Ora essas razões continuam a ser a produção em massa para o mercado, fruto duma relação desajustada entre população e recursos, e uma ideia de gestão que só entende a economia pelo lado dos seus resultados financeiros, pelo que não prescinde da competitividade como condição de existência do que quer que seja.

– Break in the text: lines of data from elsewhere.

mod cleanup;
mod json;
mod memory;

use std::sync::Arc;

use crate::error::StoreError;
use crate::events::MediaItemHistory;
use crate::session::{LocalMediaProgress, PlaybackSession};
use crate::settings::DeviceSettings;

pub use cleanup::remove_orphaned_progress;
pub use json::JsonStore;
pub use memory::MemoryStore;

/// Key-value object store for progress records, cached sessions, per-item
/// history and device settings.
///
/// Writes are expected to be fast and durable; callers on the playback path
/// treat them as synchronous.
pub trait LocalStore: Send + Sync {
    fn local_media_progress(&self, id: &str) -> Result<Option<LocalMediaProgress>, StoreError>;

    fn all_local_media_progress(&self) -> Result<Vec<LocalMediaProgress>, StoreError>;

    fn save_local_media_progress(&self, progress: &LocalMediaProgress) -> Result<(), StoreError>;

    fn remove_local_media_progress(&self, id: &str) -> Result<(), StoreError>;

    /// Cache a session so it can be replayed if it never reaches the server
    fn save_playback_session(&self, session: &PlaybackSession) -> Result<(), StoreError>;

    fn remove_playback_session(&self, id: &str) -> Result<(), StoreError>;

    fn playback_sessions(&self) -> Result<Vec<PlaybackSession>, StoreError>;

    fn media_item_history(&self, id: &str) -> Result<Option<MediaItemHistory>, StoreError>;

    fn save_media_item_history(&self, history: &MediaItemHistory) -> Result<(), StoreError>;

    /// Device settings, falling back to defaults when none were saved
    fn device_settings(&self) -> Result<DeviceSettings, StoreError>;

    fn save_device_settings(&self, settings: &DeviceSettings) -> Result<(), StoreError>;
}

/// A shared reference to a local store
pub type SharedStore = Arc<dyn LocalStore>;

Isso mesmo é admitido pela EU, pois embora reconheça a asneira que tem sido a tremenda apatia perante a degradação do mundo rural, não se atreve a mais que a tímidas tentativas de revitalizá-lo a reboque de acções que usam como remédio aquilo que o asfixiou: o mercado e a livre iniciativa. Provavelmente, foi essa a única forma que encontrou de não bulir com os interesses do corporativismo capitalista instalado no sector e que, de resto, não perdeu tempo a tirar vantagem da "onda bio" entretanto gerada . As sucessivas alterações que têm vindo a ser introduzidas ao Reg CEE 2092 / 91 e os esforços de homogeneização internacional entre as variantes de AB, são disso bem ilustrativas. Os produtos biológicos já admitem a fantástica possibilidade de 0.9 % de contaminação com transgénicos ! As vazias das vacas argentinas não perdem o bio depois de atravessarem de avião o Atlântico embaladas a vácuo em contentores-frio. Sobre os iogurtes e o leite magro biológicos, já conversamos. E se isto já não estivesse tão longo poderíamos ainda falar da etiqueta bio atribuída aos “frangos do campo criados ao ar livre” e abatidos aos 81 dias, que o clube de produtores SONAE comercializa. Lá iremos noutra altura.